Fulacht fia, Baysrath, Co. Kilkenny
Co. Kilkenny |
Settlement Sites
A low spread of heat-shattered stones and dark, charcoal-rich clay, sitting on the edge of boggy ground in County Kilkenny, might not announce itself as anything remarkable.
But this is what remains of a fulacht fia, a type of prehistoric cooking site found in great numbers across Ireland, typically beside water and on the margins of usable land, exactly the kind of location this one occupies, caught between bog to the east and rising pasture to the west.

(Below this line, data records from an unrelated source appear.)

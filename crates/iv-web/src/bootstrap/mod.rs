pub mod config;
pub mod defaults;
pub mod run;
pub mod runtime;
pub mod tracing;
pub mod wiring;

pub use config::load_config;
pub use defaults::resolve_defaults;
pub use run::{run_server, serve, spawn_telemetry_job};
pub use runtime::{AppRuntime, UseCases};
pub use wiring::{wire_dependencies, WiringError};
use std::sync::Arc;

use iv_core::keys::steps_key;
use iv_core::ports::ConfigStorePort;
use iv_core::tour::{decode_record, encode_steps, DecodedRecord, Step};
use iv_core::TourResult;

/// Reads and writes the stored step list of one language.
pub struct StepListStore {
    config_store: Arc<dyn ConfigStorePort>,
}

impl StepListStore {
    pub fn new(config_store: Arc<dyn ConfigStorePort>) -> Self {
        Self { config_store }
    }

    /// `None` when nothing (or an empty string) is stored.
    pub async fn load(&self, language: &str) -> TourResult<Option<DecodedRecord>> {
        let Some(raw) = self
            .config_store
            .get_app_value_non_empty(&steps_key(language))
            .await?
        else {
            return Ok(None);
        };
        decode_record(language, &raw).map(Some)
    }

    pub async fn exists(&self, language: &str) -> TourResult<bool> {
        Ok(self
            .config_store
            .get_app_value_non_empty(&steps_key(language))
            .await?
            .is_some())
    }

    pub async fn save(&self, language: &str, steps: &[Step]) -> TourResult<()> {
        let raw = encode_steps(steps)?;
        self.save_raw(language, &raw).await
    }

    pub async fn save_raw(&self, language: &str, raw: &str) -> TourResult<()> {
        self.config_store
            .set_app_value(&steps_key(language), raw)
            .await?;
        Ok(())
    }

    pub async fn delete(&self, language: &str) -> TourResult<()> {
        self.config_store.delete_app_value(&steps_key(language)).await?;
        Ok(())
    }
}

The site at Baysrath only came to light in 2007, when it was excavated ahead of the N9/N10 road scheme running between Kilcullen and Waterford. By that point it had been heavily truncated, reduced to a spread roughly fifteen metres east to west and ten metres north to south, surviving to a depth of just twenty centimetres. Beneath the mound, archaeologists found a single pit, about sixty centimetres across and thirty-six centimetres deep. Charcoal recovered from that pit was radiocarbon dated to between 1207 and 979 cal BC, placing activity here firmly in the Late Bronze Age. The method works like this: stones were heated in a fire, then dropped into a water-filled trough or pit, bringing the water rapidly to the boil. The cracked, spent stones were raked aside and accumulated into the characteristic mound. A second burnt mound was excavated approximately fifty metres to the southwest, suggesting this stretch of marginal ground saw repeated use over time, or by different groups, during the same broad period.